__Task to carry out__.
Each record is to be given again precisely as written.

+ + + + + + +

// tests/run_errors.rs

mod common;
use crate::common::*;

use std::sync::Arc;

use fleetdag::config::env::{INDEXER_IMAGE, POSTGRES_DB, POSTGRES_PASSWORD, POSTGRES_USER, RESTORE_IMAGE};
use fleetdag::errors::FleetdagError;
use fleetdag::exec::Transport;
use fleetdag::run_with;

#[tokio::test]
async fn missing_environment_fails_before_any_remote_action() {
    init_tracing();
    let dir = temp_workspace();
    let config = FleetTomlBuilder::new()
        .local_instance("a", "10.0.0.1", 8332)
        .write_to(dir.path());
    let opts = options(dir.path(), &config);
    // DASHBOARD_NAME is missing.
    let env = env_settings(&[
        (POSTGRES_USER, "u"),
        (POSTGRES_PASSWORD, "p"),
        (POSTGRES_DB, "d"),
        (INDEXER_IMAGE, "i"),
        (RESTORE_IMAGE, "r"),
    ]);

    let transport = Arc::new(FakeTransport::new());
    let dyn_transport: Arc<dyn Transport> = transport.clone();
    let err = run_with(&opts, &env, dyn_transport).await.unwrap_err();
    match err {
        FleetdagError::Configuration { scope, message } => {
            assert_eq!(scope, "environment");
            assert!(message.contains("DASHBOARD_NAME"), "{message}");
        }
        other => panic!("expected Configuration error, got {other:?}"),
    }
    assert!(transport.calls().is_empty());
}

#[tokio::test]
async fn dry_run_contacts_no_host() {
    init_tracing();
    let dir = temp_workspace();
    let config = FleetTomlBuilder::new()
        .local_instance("a", "10.0.0.1", 8332)
        .write_to(dir.path());
    let mut opts = options(dir.path(), &config);
    opts.dry_run = true;

    let transport = Arc::new(FakeTransport::new());
    let report = run(&opts, &standard_env(), transport.clone()).await;
    assert!(report.instances.is_empty());
    assert!(transport.calls().is_empty());
    assert!(!dir.path().join(".fleetdag").exists());
}

#[tokio::test]
async fn only_restricts_run_and_keeps_other_signatures() {
    init_tracing();
    let dir = temp_workspace();
    let config = FleetTomlBuilder::new()
        .fast_settle()
        .local_instance("a", "10.0.0.1", 8332)
        .external_instance("b", "10.0.0.2", "10.0.0.1", 8332)
        .write_to(dir.path());
    let full = options(dir.path(), &config);
    run(&full, &standard_env(), Arc::new(FakeTransport::new())).await;

    let mut only_b = full.clone();
    only_b.only = vec!["b".to_string()];
    let transport = Arc::new(FakeTransport::new());
    let report = run(&only_b, &standard_env(), transport.clone()).await;
    assert_eq!(report.instances.len(), 1);
    assert!(transport.calls_for("10.0.0.1").is_empty());

    // a's records survived the partial run.
    let transport = Arc::new(FakeTransport::new());
    run(&full, &standard_env(), transport.clone()).await;
    assert_eq!(transport.calls_for("10.0.0.1").len(), 1);
}

#[tokio::test]
async fn unknown_only_name_is_configuration_error() {
    let dir = temp_workspace();
    let config = FleetTomlBuilder::new()
        .local_instance("a", "10.0.0.1", 8332)
        .write_to(dir.path());
    let mut opts = options(dir.path(), &config);
    opts.only = vec!["ghost".to_string()];

    let transport: Arc<dyn Transport> = Arc::new(FakeTransport::new());
    let err = run_with(&opts, &standard_env(), transport).await.unwrap_err();
    assert!(matches!(err, FleetdagError::Configuration { .. }));
}
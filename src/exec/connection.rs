// src/exec/connection.rs

use std::collections::BTreeMap;
use std::path::PathBuf;

use crate::exec::shell::{export_preamble, quote};

const BODY_FUNCTION: &str = "fleetdag_task";

/// How to reach one instance, plus the environment exported into every
/// remote command for it. Shared read-only by all tasks of the instance.
#[derive(Debug, Clone, PartialEq, Eq)]
pub struct Connection {
    pub instance: String,
    pub host: String,
    pub user: String,
    pub key_path: PathBuf,
    pub env: BTreeMap<String, String>,
}

impl Connection {
    /// `user@host`
    pub fn destination(&self) -> String {
        format!("{}@{}", self.user, self.host)
    }

    /// Options passed to every `ssh` invocation, before the destination.
    pub fn ssh_options(&self) -> Vec<String> {
        vec![
            "-i".to_string(),
            self.key_path.display().to_string(),
            "-o".to_string(),
            "BatchMode=yes".to_string(),
            "-o".to_string(),
            "StrictHostKeyChecking=accept-new".to_string(),
            "-o".to_string(),
            "ConnectTimeout=30".to_string(),
            "-o".to_string(),
            "ServerAliveInterval=30".to_string(),
        ]
    }

    /// The ssh command line as one string, for `rsync -e`.
    pub fn ssh_command_line(&self) -> String {
        let mut parts = vec!["ssh".to_string()];
        parts.extend(self.ssh_options().iter().map(|opt| quote(opt)));
        parts.join(" ")
    }

    /// Prefix `body` with the exported environment map.
    ///
    /// The script itself arrives on `bash -s` stdin, so the body runs as a
    /// function with stdin from `/dev/null`. A command that reads stdin
    /// cannot swallow the lines after it.
    pub fn with_environment(&self, body: &str) -> String {
        let mut script = export_preamble(&self.env);
        script.push_str(BODY_FUNCTION);
        // Leading `:` keeps an empty or comment-only body valid.
        script.push_str("() {\n:\n");
        script.push_str(body);
        if !body.ends_with('\n') {
            script.push('\n');
        }
        script.push_str("}\n");
        script.push_str(BODY_FUNCTION);
        script.push_str(" </dev/null\n");
        script
    }
}

#[cfg(test)]
mod tests {
    use super::*;

    fn conn() -> Connection {
        let mut env = BTreeMap::new();
        env.insert("DATA_PATH".to_string(), "/mnt/data".to_string());
        Connection {
            instance: "a".to_string(),
            host: "10.0.0.1".to_string(),
            user: "ubuntu".to_string(),
            key_path: PathBuf::from("/keys/id"),
            env,
        }
    }

    #[test]
    fn environment_precedes_body() {
        let script = conn().with_environment("echo \"$DATA_PATH\"");
        assert_eq!(
            script,
            "export DATA_PATH='/mnt/data'\n\
             fleetdag_task() {\n:\necho \"$DATA_PATH\"\n}\n\
             fleetdag_task </dev/null\n"
        );
    }

    #[test]
    fn ssh_command_line_quotes_options() {
        let c = conn();
        assert_eq!(c.destination(), "ubuntu@10.0.0.1");
        assert!(c.ssh_command_line().starts_with("ssh '-i' '/keys/id' '-o' 'BatchMode=yes'"));
    }
}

+ + + + + + +

__Response to this task__.
// tests/run_errors.rs

mod common;
use crate::common::*;

use std::sync::Arc;

use fleetdag::config::env::{INDEXER_IMAGE, POSTGRES_DB, POSTGRES_PASSWORD, POSTGRES_USER, RESTORE_IMAGE};
use fleetdag::errors::FleetdagError;
use fleetdag::exec::Transport;
use fleetdag::run_with;

#[tokio::test]
async fn missing_environment_fails_before_any_remote_action() {
    init_tracing();
    let dir = temp_workspace();
    let config = FleetTomlBuilder::new()
        .local_instance("a", "10.0.0.1", 8332)
        .write_to(dir.path());
    let opts = options(dir.path(), &config);
    // DASHBOARD_NAME is missing.
    let env = env_settings(&[
        (POSTGRES_USER, "u"),
        (POSTGRES_PASSWORD, "p"),
        (POSTGRES_DB, "d"),
        (INDEXER_IMAGE, "i"),
        (RESTORE_IMAGE, "r"),
    ]);

    let transport = Arc::new(FakeTransport::new());
    let dyn_transport: Arc<dyn Transport> = transport.clone();
    let err = run_with(&opts, &env, dyn_transport).await.unwrap_err();
    match err {
        FleetdagError::Configuration { scope, message } => {
            assert_eq!(scope, "environment");
            assert!(message.contains("DASHBOARD_NAME"), "{message}");
        }
        other => panic!("expected Configuration error, got {other:?}"),
    }
    assert!(transport.calls().is_empty());
}

#[tokio::test]
async fn dry_run_contacts_no_host() {
    init_tracing();
    let dir = temp_workspace();
    let config = FleetTomlBuilder::new()
        .local_instance("a", "10.0.0.1", 8332)
        .write_to(dir.path());
    let mut opts = options(dir.path(), &config);
    opts.dry_run = true;

    let transport = Arc::new(FakeTransport::new());
    let report = run(&opts, &standard_env(), transport.clone()).await;
    assert!(report.instances.is_empty());
    assert!(transport.calls().is_empty());
    assert!(!dir.path().join(".fleetdag").exists());
}

#[tokio::test]
async fn only_restricts_run_and_keeps_other_signatures() {
    init_tracing();
    let dir = temp_workspace();
    let config = FleetTomlBuilder::new()
        .fast_settle()
        .local_instance("a", "10.0.0.1", 8332)
        .external_instance("b", "10.0.0.2", "10.0.0.1", 8332)
        .write_to(dir.path());
    let full = options(dir.path(), &config);
    run(&full, &standard_env(), Arc::new(FakeTransport::new())).await;

    let mut only_b = full.clone();
    only_b.only = vec!["b".to_string()];
    let transport = Arc::new(FakeTransport::new());
    let report = run(&only_b, &standard_env(), transport.clone()).await;
    assert_eq!(report.instances.len(), 1);
    assert!(transport.calls_for("10.0.0.1").is_empty());

    // a's records survived the partial run.
    let transport = Arc::new(FakeTransport::new());
    run(&full, &standard_env(), transport.clone()).await;
    assert_eq!(transport.calls_for("10.0.0.1").len(), 1);
}

#[tokio::test]
async fn unknown_only_name_is_configuration_error() {
    let dir = temp_workspace();
    let config = FleetTomlBuilder::new()
        .local_instance("a", "10.0.0.1", 8332)
        .write_to(dir.path());
    let mut opts = options(dir.path(), &config);
    opts.only = vec!["ghost".to_string()];

    let transport: Arc<dyn Transport> = Arc::new(FakeTransport::new());
    let err = run_with(&opts, &standard_env(), transport).await.unwrap_err();
    assert!(matches!(err, FleetdagError::Configuration { .. }));
}
filename src/exec/connection.rs
// src/exec/connection.rs

use std::collections::BTreeMap;
use std::path::PathBuf;

use crate::exec::shell::{export_preamble, quote};

const BODY_FUNCTION: &str = "fleetdag_task";

/// How to reach one instance, plus the environment exported into every
/// remote command for it. Shared read-only by all tasks of the instance.
#[derive(Debug, Clone, PartialEq, Eq)]
pub struct Connection {
    pub instance: String,
    pub host: String,
    pub user: String,
    pub key_path: PathBuf,
    pub env: BTreeMap<String, String>,
}

impl Connection {
    /// `user@host`
    pub fn destination(&self) -> String {
        format!("{}@{}", self.user, self.host)
    }

    /// Options passed to every `ssh` invocation, before the destination.
    pub fn ssh_options(&self) -> Vec<String> {
        vec![
            "-i".to_string(),
            self.key_path.display().to_string(),
            "-o".to_string(),
            "BatchMode=yes".to_string(),
            "-o".to_string(),
            "StrictHostKeyChecking=accept-new".to_string(),
            "-o".to_string(),
            "ConnectTimeout=30".to_string(),
            "-o".to_string(),
            "ServerAliveInterval=30".to_string(),
        ]
    }

    /// The ssh command line as one string, for `rsync -e`.
    pub fn ssh_command_line(&self) -> String {
        let mut parts = vec!["ssh".to_string()];
        parts.extend(self.ssh_options().iter().map(|opt| quote(opt)));
        parts.join(" ")
    }

    /// Prefix `body` with the exported environment map.
    ///
    /// The script itself arrives on `bash -s` stdin, so the body runs as a
    /// function with stdin from `/dev/null`. A command that reads stdin
    /// cannot swallow the lines after it.
    pub fn with_environment(&self, body: &str) -> String {
        let mut script = export_preamble(&self.env);
        script.push_str(BODY_FUNCTION);
        // Leading `:` keeps an empty or comment-only body valid.
        script.push_str("() {\n:\n");
        script.push_str(body);
        if !body.ends_with('\n') {
            script.push('\n');
        }
        script.push_str("}\n");
        script.push_str(BODY_FUNCTION);
        script.push_str(" </dev/null\n");
        script
    }
}

#[cfg(test)]
mod tests {
    use super::*;

    fn conn() -> Connection {
        let mut env = BTreeMap::new();
        env.insert("DATA_PATH".to_string(), "/mnt/data".to_string());
        Connection {
            instance: "a".to_string(),
            host: "10.0.0.1".to_string(),
            user: "ubuntu".to_string(),
            key_path: PathBuf::from("/keys/id"),
            env,
        }
    }

    #[test]
    fn environment_precedes_body() {
        let script = conn().with_environment("echo \"$DATA_PATH\"");
        assert_eq!(
            script,
            "export DATA_PATH='/mnt/data'\n\
             fleetdag_task() {\n:\necho \"$DATA_PATH\"\n}\n\
             fleetdag_task </dev/null\n"
        );
    }

    #[test]
    fn ssh_command_line_quotes_options() {
        let c = conn();
        assert_eq!(c.destination(), "ubuntu@10.0.0.1");
        assert!(c.ssh_command_line().starts_with("ssh '-i' '/keys/id' '-o' 'BatchMode=yes'"));
    }
}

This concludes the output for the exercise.